The Fine Art of Non-imposition

For the most part, I still believe pretty much the same things I believed before the “revelation” in the Montana wilderness that caused me to turn myself in. The one main difference is – and this is a big difference – that I no longer believe that I have the “right” to impose what I believe onto other people.
Every critical decision, and most lesser ones, that I have made, since the revalation, has been in accord with this simple realization. Including my decisions to bring Shasta home, allow myself to be arrested, cooperate with the authorities (prosecution and defense lawyers), to not speak to media (and write a blog instead, so the truth as I see it would be freely available instead of packaged and sold), and to not resist, attempt to influence, or appeal, societies decisions in my regard.
I spent the whole first part of my life believing the lie that I needed to change people to my way of thinking in order to make the world (any world) a better place. After the “revelation” I saw that this was as far from true as night is from day (which is an analogy with deliberate innuendoes concerning the fact that night and day can only be properly observed by someone standing on the surface of a revolving world). The world can only change, and is changing, according to the will and intentions of infinity. There is nothing I can do as a limited being that will ever cause the world to change any differently.

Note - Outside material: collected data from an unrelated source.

//! Generation configuration: density profile, genre rules, tech floor.

use std::fmt;
use std::str::FromStr;

use config::{Config, Environment, File};
use serde::Deserialize;
use thiserror::Error;

/// Errors that can occur while loading configuration.
#[derive(Error, Debug)]
pub enum ConfigError {
    #[error("Configuration error: {0}")]
    Load(#[from] config::ConfigError),
    #[error("Unknown density profile '{0}'")]
    UnknownDensity(String),
    #[error("Unknown genre '{0}'")]
    UnknownGenre(String),
}

/// How likely a hex is to contain a star system.
///
/// Each profile maps to a percentage checked against one percentile roll
/// per hex.
#[derive(Debug, Clone, Copy, PartialEq, Eq, Deserialize)]
#[serde(rename_all = "snake_case")]
pub enum DensityProfile {
    ExtraGalactic,
    Rift,
    Sparse,
    Scattered,
    Standard,
    Dense,
    Cluster,
    Core,
}

impl DensityProfile {
    /// Percent chance (1-100) that a hex holds a system.
    pub fn chance(self) -> i32 {
        match self {
            DensityProfile::ExtraGalactic => 1,
            DensityProfile::Rift => 3,
            DensityProfile::Sparse => 17,
            DensityProfile::Scattered => 33,
            DensityProfile::Standard => 50,
            DensityProfile::Dense => 66,
            DensityProfile::Cluster => 83,
            DensityProfile::Core => 91,
        }
    }

    pub fn name(self) -> &'static str {
        match self {
            DensityProfile::ExtraGalactic => "extra_galactic",
            DensityProfile::Rift => "rift",
            DensityProfile::Sparse => "sparse",
            DensityProfile::Scattered => "scattered",
            DensityProfile::Standard => "standard",
            DensityProfile::Dense => "dense",
            DensityProfile::Cluster => "cluster",
            DensityProfile::Core => "core",
        }
    }
}

impl Default for DensityProfile {
    fn default() -> Self {
        DensityProfile::Standard
    }
}

impl fmt::Display for DensityProfile {
    fn fmt(&self, f: &mut fmt::Formatter<'_>) -> fmt::Result {
        f.write_str(self.name())
    }
}

impl FromStr for DensityProfile {
    type Err = ConfigError;

    fn from_str(s: &str) -> Result<Self, Self::Err> {
        match s {
            "extra_galactic" => Ok(DensityProfile::ExtraGalactic),
            "rift" => Ok(DensityProfile::Rift),
            "sparse" => Ok(DensityProfile::Sparse),
            "scattered" => Ok(DensityProfile::Scattered),
            "standard" => Ok(DensityProfile::Standard),
            "dense" => Ok(DensityProfile::Dense),
            "cluster" => Ok(DensityProfile::Cluster),
            "core" => Ok(DensityProfile::Core),
            other => Err(ConfigError::UnknownDensity(other.to_string())),
        }
    }
}

/// Genre switch for world-generation strictness.
///
/// `Opera` re-derives atmosphere and hydrographics with harsher
/// small-world rules; `Firm` additionally penalises population and
/// shifts the starport roll by the population delta.
#[derive(Debug, Clone, Copy, PartialEq, Eq, Default, Deserialize)]
#[serde(rename_all = "lowercase")]
pub enum Genre {
    #[default]
    Standard,
    Opera,
    Firm,
}

impl Genre {
    /// Whether the stricter atmosphere/hydrographics rules apply.
    pub fn hard_environment(self) -> bool {
        matches!(self, Genre::Opera | Genre::Firm)
    }

    /// Whether population and starport adjustments apply.
    pub fn restrictive(self) -> bool {
        matches!(self, Genre::Firm)
    }
}

impl FromStr for Genre {
    type Err = ConfigError;

    fn from_str(s: &str) -> Result<Self, Self::Err> {
        match s {
            "standard" => Ok(Genre::Standard),
            "opera" => Ok(Genre::Opera),
            "firm" => Ok(Genre::Firm),
            other => Err(ConfigError::UnknownGenre(other.to_string())),
        }
    }
}

/// Settings consumed by the generation pipeline.
#[derive(Debug, Clone, Deserialize)]
#[serde(default)]
pub struct GeneratorConfig {
    /// Sector name, used in file naming and map labels.
    pub name: String,
    pub density: DensityProfile,
    pub genre: Genre,
    /// Optional lower bound applied to generated tech levels.
    pub tech_floor: Option<i32>,
    /// Fixed RNG seed; clock-seeded when absent.
    pub seed: Option<u64>,
}

impl Default for GeneratorConfig {
    fn default() -> Self {
        Self {
            name: "Unnamed Sector".to_string(),
            density: DensityProfile::default(),
            genre: Genre::default(),
            tech_floor: None,
            seed: None,
        }
    }
}

impl GeneratorConfig {
    /// Loads configuration from an optional TOML file merged with
    /// `SECTORGEN_*` environment variables. Missing files are not an
    /// error; missing keys take their defaults.
    pub fn load(path: Option<&str>) -> Result<Self, ConfigError> {
        let mut builder = Config::builder();
        if let Some(path) = path {
            builder = builder.add_source(File::with_name(path).required(false));
        }
        let settings = builder
            .add_source(Environment::with_prefix("SECTORGEN"))
            .build()?;
        Ok(settings.try_deserialize()?)
    }
}

#[cfg(test)]
mod tests {
    use super::*;

    #[test]
    fn test_density_chances_are_ordered() {
        let profiles = [
            DensityProfile::ExtraGalactic,
            DensityProfile::Rift,
            DensityProfile::Sparse,
            DensityProfile::Scattered,
            DensityProfile::Standard,
            DensityProfile::Dense,
            DensityProfile::Cluster,
            DensityProfile::Core,
        ];
        for pair in profiles.windows(2) {
            assert!(pair[0].chance() < pair[1].chance());
        }
    }

    #[test]
    fn test_density_round_trips_through_name() {
        let profile: DensityProfile = "scattered".parse().unwrap();
        assert_eq!(profile, DensityProfile::Scattered);
        assert_eq!(profile.name(), "scattered");
        assert!("suburban".parse::<DensityProfile>().is_err());
    }

    #[test]
    fn test_genre_flags() {
        assert!(!Genre::Standard.hard_environment());
        assert!(Genre::Opera.hard_environment());
        assert!(!Genre::Opera.restrictive());
        assert!(Genre::Firm.hard_environment());
        assert!(Genre::Firm.restrictive());
    }

    #[test]
    fn test_default_config() {
        let config = GeneratorConfig::default();
        assert_eq!(config.density, DensityProfile::Standard);
        assert_eq!(config.genre, Genre::Standard);
        assert!(config.tech_floor.is_none());
    }
}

But, I also came to realize that my limited self has an infinite counterpart that is very much capable of changing the world. And, as I have just stated a moment ago, already is! I do not need to make a conscious effort to improve the world. All I need do is have faith that it is already being improved. I will then do whatever needs to be done without thought or effort. Joseph Campbell calls this, “following your bliss”. The hippies called it, “believing in Him”. I have called it, “listening to your intuition”, but it can also be simply stated as, “letting go (and letting God)”. Whatever you call it, it is a delicate balancing act that can be (and fortunately is) maintained only by ridding oneself of worldly fear, which is not easy to do, until you have done it, then it is the easiest thing in the world. “An easy yoke to bear”, as the most famous man in all of history is purported to have once said.